First, if you want to know more after reading here, please watch videos we produced about these troubling issues by visiting our site at WhatTheWorldCouldBe.com. Our goal is to provide assistance through learning about these complex issues and then show how you can become an active part of solving these issues. This article is an example of how our series of film projects works, and all of the resources for this article and our project are listed on our website.

Problems vs. Solutions

Most people get a knot in their stomach just hearing the word “news.”

Have you ever noticed how a lot of “journalism” or “news” is based on reporting a problem and then leaving you at this point?

You are left to figure out what, if anything, to do about what you just read or saw, and that can be a very difficult task. In fact, after going through this process ourselves for years, we can tell you that it is. Feeling ill about reading news is a major reason why 30 to 40 percent don't read news at all.

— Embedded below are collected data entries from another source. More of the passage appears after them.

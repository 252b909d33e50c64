use cw_core::{DetectorConfig, FeatureVector, TrackedFeatures};

/// Outcome of each detection criterion for one frame.
#[derive(Clone, Copy, Debug, Default, PartialEq, Eq)]
pub struct Criteria {
    /// Smoothed energy above threshold.
    pub energy: bool,
    /// Zero-crossing rate below threshold.
    pub zcr: bool,
    /// Pitch strictly inside (pitch_min, pitch_max).
    pub pitch_band: bool,
    /// Pitch deviation above threshold.
    pub pitch_modulation: bool,
}

impl Criteria {
    /// Evaluate all four criteria.
    #[must_use]
    pub fn evaluate(
        features: &FeatureVector,
        tracked: &TrackedFeatures,
        config: &DetectorConfig,
    ) -> Self {
        let pitch = features.pitch_hz;
        Self {
            energy: tracked.smoothed_energy > config.teo_threshold,
            zcr: features.zcr < config.zcr_threshold,
            pitch_band: f64::from(config.pitch_min_hz) < pitch
                && pitch < f64::from(config.pitch_max_hz),
            pitch_modulation: tracked.pitch_std > config.pitch_std_threshold,
        }
    }

    /// Every criterion holds.
    #[must_use]
    pub fn all(&self) -> bool {
        self.energy && self.zcr && self.pitch_band && self.pitch_modulation
    }
}

/// A frame is a cry frame iff all four criteria hold. No partial credit.
///
/// # Example
/// ```
/// use cw_audio::fuser::is_cry;
/// use cw_core::{DetectorConfig, FeatureVector, TrackedFeatures};
/// let config = DetectorConfig::default();
/// let f = FeatureVector { teager_energy: 0.1, zcr: 0.05, pitch_hz: 450.0 };
/// let t = TrackedFeatures { smoothed_energy: 0.1, pitch_std: 40.0 };
/// assert!(is_cry(&f, &t, &config));
/// ```
#[must_use]
pub fn is_cry(features: &FeatureVector, tracked: &TrackedFeatures, config: &DetectorConfig) -> bool {
    Criteria::evaluate(features, tracked, config).all()
}
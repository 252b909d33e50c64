use std::fs::File;
use std::path::Path;

use symphonia::core::audio::SampleBuffer;
use symphonia::core::codecs::DecoderOptions;
use symphonia::core::formats::FormatOptions;
use symphonia::core::io::MediaSourceStream;
use symphonia::core::meta::MetadataOptions;
use symphonia::core::probe::Hint;

use crate::error::AudioError;

/// A decoded track reduced to its first channel.
#[derive(Clone, Debug, PartialEq)]
pub struct DecodedAudio {
    /// Samples of channel 0.
    pub samples: Vec<f32>,
    /// Sample rate in Hz.
    pub sample_rate: u32,
    /// Channel count of the source track.
    pub channels: usize,
}

impl DecodedAudio {
    /// Duration in seconds.
    #[must_use]
    pub fn duration_secs(&self) -> f64 {
        if self.sample_rate == 0 {
            return 0.0;
        }
        self.samples.len() as f64 / f64::from(self.sample_rate)
    }
}

/// Paquets rejetés par le décodeur pendant la boucle.
#[derive(Debug, Default)]
struct PacketTally {
    failed: usize,
    last_error: Option<String>,
}

impl PacketTally {
    fn record_failure(&mut self, err: &impl std::fmt::Display) {
        self.failed += 1;
        self.last_error = Some(err.to_string());
    }

    /// A stream whose every packet failed is an error, not an empty signal.
    fn check(&self, produced: usize) -> Result<(), AudioError> {
        if produced == 0 && self.failed > 0 {
            return Err(AudioError::DecodeError(format!(
                "{} paquet(s) illisible(s), aucun échantillon : {}",
                self.failed,
                self.last_error.as_deref().unwrap_or_default()
            )));
        }
        Ok(())
    }
}

/// Decode an audio file and keep only its first channel.
///
/// Supports WAV, MP3, FLAC, OGG/Vorbis, AAC via symphonia. No resampling is
/// done: the detector works at the file's native rate.
///
/// # Errors
/// Returns an error if the file cannot be opened or probed, if reading a
/// packet fails before the end of the stream, or if every packet fails to decode.
///
/// # Example
/// ```no_run
/// use cw_audio::decode::decode_file;
/// let audio = decode_file("cry.ogg").unwrap();
/// println!("{} samples @ {} Hz", audio.samples.len(), audio.sample_rate);
/// ```
pub fn decode_file(path: impl AsRef<Path>) -> Result<DecodedAudio, AudioError> {
    let path = path.as_ref();
    let file = File::open(path).map_err(|source| AudioError::Open {
        path: path.display().to_string(),
        source,
    })?;
    let mss = MediaSourceStream::new(
        Box::new(file),
        symphonia::core::io::MediaSourceStreamOptions::default(),
    );

    let mut hint = Hint::new();
    if let Some(ext) = path.extension().and_then(|e| e.to_str()) {
        hint.with_extension(ext);
    }

    let probed = symphonia::default::get_probe()
        .format(
            &hint,
            mss,
            &FormatOptions::default(),
            &MetadataOptions::default(),
        )
        .map_err(|e| AudioError::UnsupportedFormat(format!("{}: {e}", path.display())))?;

    let mut format = probed.format;
    let track = format
        .default_track()
        .ok_or_else(|| AudioError::DecodeError("Aucune piste audio par défaut".to_string()))?;

    let sample_rate = track
        .codec_params
        .sample_rate
        .ok_or_else(|| AudioError::DecodeError("Fréquence d'échantillonnage inconnue".to_string()))?;
    let channels = track
        .codec_params
        .channels
        .map_or(1, symphonia::core::audio::Channels::count)
        .max(1);

    let mut decoder = symphonia::default::get_codecs()
        .make(&track.codec_params, &DecoderOptions::default())
        .map_err(|e| AudioError::UnsupportedFormat(e.to_string()))?;

    let track_id = track.id;
    let mut samples: Vec<f32> = Vec::new();
    let mut sample_buf: Option<SampleBuffer<f32>> = None;
    let mut max_sample_frames: usize = 0;
    let mut tally = PacketTally::default();

    loop {
        let packet = match format.next_packet() {
            Ok(p) => p,
            Err(symphonia::core::errors::Error::IoError(ref e))
                if e.kind() == std::io::ErrorKind::UnexpectedEof =>
            {
                break;
            }
            Err(e) => {
                return Err(AudioError::DecodeError(format!("{}: {e}", path.display())));
            }
        };

        if packet.track_id() != track_id {
            continue;
        }

        let decoded = match decoder.decode(&packet) {
            Ok(d) => d,
            Err(e) => {
                log::warn!("Audio decode frame error: {e}");
                tally.record_failure(&e);
                continue;
            }
        };

        let spec = *decoded.spec();
        let num_frames = decoded.capacity();
        // Reuse SampleBuffer: only reallocate if this packet is bigger than current capacity
        if sample_buf.is_none() || num_frames > max_sample_frames {
            sample_buf = Some(SampleBuffer::<f32>::new(num_frames as u64, spec));
            max_sample_frames = num_frames;
        }
        let Some(buf) = sample_buf.as_mut() else {
            continue;
        };
        buf.copy_interleaved_ref(decoded);

        samples.extend(crate::preprocess::first_channel(
            buf.samples(),
            spec.channels.count().max(1),
        ));
    }

    tally.check(samples.len())?;

    log::info!(
        "Decoded {} samples @ {}Hz ({} ch) from {}",
        samples.len(),
        sample_rate,
        channels,
        path.display()
    );

    Ok(DecodedAudio {
        samples,
        sample_rate,
        channels,
    })
}

#[cfg(test)]
mod tests {
    use super::*;

    #[test]
    fn missing_file_is_open_error() {
        let err = decode_file("/no/such/dir/cry.ogg").unwrap_err();
        assert!(matches!(err, AudioError::Open { .. }));
    }

    #[test]
    fn garbage_is_rejected() {
        let dir = tempfile::tempdir().unwrap();
        let path = dir.path().join("fake.ogg");
        std::fs::write(&path, b"definitely not an ogg stream").unwrap();
        assert!(decode_file(&path).is_err());
    }

    #[test]
    fn all_packets_failing_is_an_error() {
        let mut tally = PacketTally::default();
        for _ in 0..3 {
            tally.record_failure(&"malformed frame");
        }
        let err = tally.check(0).unwrap_err();
        assert!(matches!(err, AudioError::DecodeError(ref msg) if msg.contains("malformed frame")));
    }

    #[test]
    fn partial_failures_keep_decoded_samples() {
        let mut tally = PacketTally::default();
        tally.record_failure(&"one bad packet");
        assert!(tally.check(4096).is_ok());
        // Nothing failed and nothing produced: an empty stream, left to the detector.
        assert!(PacketTally::default().check(0).is_ok());
    }

    #[test]
    fn duration_zero_rate() {
        let audio = DecodedAudio {
            samples: vec![0.0; 10],
            sample_rate: 0,
            channels: 1,
        };
        assert!(audio.duration_secs().abs() < f64::EPSILON);
    }
}
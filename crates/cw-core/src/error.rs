use thiserror::Error;

/// Errors raised by the detection core.
///
/// A signal shorter than one frame is not an error: it yields zero frames
/// and an empty event list.
#[derive(Error, Debug, Clone, PartialEq)]
pub enum DetectError {
    /// Peak amplitude is zero, normalization would divide by zero.
    #[error("Signal silencieux : amplitude crête nulle")]
    SilentSignal,

    /// A NaN or infinite sample was found in the input.
    #[error("Échantillon non fini à l'index {index}")]
    NonFiniteSample {
        /// Position of the offending sample.
        index: usize,
    },

    /// Sample rate of zero.
    #[error("Fréquence d'échantillonnage nulle")]
    ZeroSampleRate,

    /// Passband edges do not fit strictly inside (0, Nyquist).
    #[error("Bande passante invalide : {low_hz}–{high_hz} Hz (Nyquist {nyquist_hz} Hz)")]
    InvalidBand {
        /// Lower edge in Hz.
        low_hz: f64,
        /// Upper edge in Hz.
        high_hz: f64,
        /// Half the sample rate.
        nyquist_hz: f64,
    },

    /// Invalid configuration value.
    #[error("Configuration invalide : {0}")]
    InvalidConfig(String),
}
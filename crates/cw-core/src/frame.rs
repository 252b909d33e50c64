use serde::Serialize;

/// Features extraites d'une seule frame du signal filtré.
///
/// # Example
/// ```
/// use cw_core::frame::FeatureVector;
/// let f = FeatureVector::default();
/// assert!(!f.has_pitch());
/// ```
#[derive(Clone, Copy, Debug, Default, PartialEq, Serialize)]
pub struct FeatureVector {
    /// Scaled mean Teager energy of the frame.
    pub teager_energy: f64,
    /// Fraction of sign changes between consecutive samples, in [0, 1].
    pub zcr: f64,
    /// Autocorrelation pitch in Hz. 0 = undetected.
    pub pitch_hz: f64,
}

impl FeatureVector {
    /// True if the autocorrelation found a positive peak.
    #[must_use]
    pub fn has_pitch(&self) -> bool {
        self.pitch_hz > 0.0
    }
}

/// Values derived from the tracker state after absorbing a frame.
#[derive(Clone, Copy, Debug, Default, PartialEq, Serialize)]
pub struct TrackedFeatures {
    /// Exponentially smoothed Teager energy.
    pub smoothed_energy: f64,
    /// Population standard deviation of the recent pitch window.
    pub pitch_std: f64,
}

/// Full per-frame trace: raw features, tracked values and the fused decision.
#[derive(Clone, Copy, Debug, PartialEq, Serialize)]
pub struct FrameAnalysis {
    /// Frame index.
    pub index: usize,
    /// Raw features.
    pub features: FeatureVector,
    /// Tracked features.
    pub tracked: TrackedFeatures,
    /// Fused decision.
    pub is_cry: bool,
}

/// A confirmed cry onset.
#[derive(Clone, Copy, Debug, PartialEq, Serialize)]
pub struct CryEvent {
    /// Onset time in seconds, rounded to 0.01 s.
    pub timestamp_secs: f64,
    /// Index of the frame that opens the confirmed window.
    pub frame_index: usize,
}

/// Résultat de détection pour un signal complet.
#[derive(Clone, Debug, Default, PartialEq, Serialize)]
pub struct DetectionReport {
    /// Confirmed events, non-decreasing in time.
    pub events: Vec<CryEvent>,
    /// Number of analysed frames.
    pub frame_count: usize,
    /// Number of frames flagged by the fuser, confirmed or not.
    pub flagged_frames: usize,
    /// Sample rate of the analysed signal.
    pub sample_rate: u32,
    /// Signal duration in seconds.
    pub duration_secs: f64,
}

impl DetectionReport {
    /// Event timestamps in order.
    #[must_use]
    pub fn timestamps(&self) -> Vec<f64> {
        self.events.iter().map(|e| e.timestamp_secs).collect()
    }

    /// True if at least one event was confirmed.
    #[must_use]
    pub fn has_cry(&self) -> bool {
        !self.events.is_empty()
    }
}
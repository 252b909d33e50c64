use std::path::PathBuf;

use clap::{Parser, ValueEnum};
use cw_core::{AppConfig, EventMode, PitchMethod};

/// Report serialisation format.
#[derive(Clone, Copy, Debug, Default, PartialEq, Eq, ValueEnum)]
pub enum ReportFormat {
    /// `Folder,File,Cry Detected,Timestamps`.
    #[default]
    Csv,
    /// Pretty-printed JSON array.
    Json,
}

/// crywatch: offline infant cry detector.
#[derive(Parser, Debug)]
#[command(version, about, long_about = None)]
pub struct Cli {
    /// Dossier racine contenant les dossiers étiquetés.
    #[arg(long, default_value = ".")]
    pub root: PathBuf,

    /// Analyser un seul fichier et afficher les horodatages (ignore --root).
    #[arg(long)]
    pub file: Option<PathBuf>,

    /// Dossier étiqueté à parcourir (répétable). Défaut : les catégories de la config.
    #[arg(long = "category")]
    pub categories: Vec<String>,

    /// Extension acceptée (répétable), sans le point.
    #[arg(long = "ext")]
    pub extensions: Vec<String>,

    /// Fichier de rapport. Défaut : cry_detection_results.csv.
    #[arg(short, long)]
    pub output: Option<PathBuf>,

    /// Format du rapport.
    #[arg(long, value_enum, default_value_t = ReportFormat::Csv)]
    pub format: ReportFormat,

    /// Fichier de configuration TOML. Défaut : config/default.toml.
    #[arg(short, long, default_value = "config/default.toml")]
    pub config: PathBuf,

    /// Nombre de threads de travail (0 = un par cœur).
    #[arg(short, long)]
    pub jobs: Option<usize>,

    /// Un seul événement par série de frames confirmées.
    #[arg(long, default_value_t = false)]
    pub first_of_run: bool,

    /// Autocorrélation par FFT au lieu de la somme directe.
    #[arg(long, default_value_t = false)]
    pub fft_pitch: bool,

    /// Niveau de log : error, warn, info, debug, trace.
    #[arg(long, default_value = "warn")]
    pub log_level: String,
}

impl Cli {
    /// Apply command-line overrides on top of the loaded configuration.
    ///
    /// # Example
    /// ```
    /// use clap::Parser;
    /// use cw_app::cli::Cli;
    /// use cw_core::AppConfig;
    /// let cli = Cli::parse_from(["crywatch", "--ext", "wav", "--jobs", "2"]);
    /// let mut config = AppConfig::default();
    /// cli.apply_overrides(&mut config);
    /// assert_eq!(config.batch.extensions, vec!["wav".to_string()]);
    /// assert_eq!(config.batch.jobs, 2);
    /// ```
    pub fn apply_overrides(&self, config: &mut AppConfig) {
        if !self.categories.is_empty() {
            config.batch.categories.clone_from(&self.categories);
        }
        if !self.extensions.is_empty() {
            config.batch.extensions = self
                .extensions
                .iter()
                .map(|e| e.trim_start_matches('.').to_string())
                .collect();
        }
        if let Some(ref out) = self.output {
            config.batch.output.clone_from(out);
        }
        if let Some(jobs) = self.jobs {
            config.batch.jobs = jobs;
        }
        if self.first_of_run {
            config.detector.event_mode = EventMode::FirstOfRun;
        }
        if self.fft_pitch {
            config.detector.pitch_method = PitchMethod::Fft;
        }
    }
}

Our goal is to make that easy. Let's get to our example, the key issue of global warming.

Global Warming and Climate Change

For many, the discovery of the very problems we face as a society is the scary part. But once we understand a problem, we must move to the solutions, and that doesn't have to be an immobilizing process.

Yes, global warming is real and it's very dangerous, as in “extinction-level” dangerous.

In short, we are putting too much carbon into our environment, and most of it is from coal power plants and transportation. Let's look at a few main areas of concern with doing this.

Melting Ice Caps = Rising Seas

One problem is that this carbon is heating up the planet's oceans and atmosphere, which in turn melts our ice caps and glaciers. According to National Aeronautics and Space Administration (NASA) satellite photos, roughly one-third of our ice caps have melted since around 1980. When we melt too much ice, the oceans rise, which makes a mess of our coastal cities . . . and most of our major cities are on the coasts. The result would be like a disaster movie—or worse, like a
real
disaster, like Hurricane Sandy.

Crazy Weather and Droughts

The other tricky thing to understand is that this slight increase in temperature makes the weather more erratic and unpredictable. We have bigger big storms, colder cold weather, hotter hot weather, and bad droughts. Droughts interfere with our ability to grow food. Yes,
food . . . that yummy stuff we eat every day. We're already having major drought problems.

Also, water from glacial runoff supplies water to hundreds of millions of people. So if we melt the ice caps, there goes the water supply.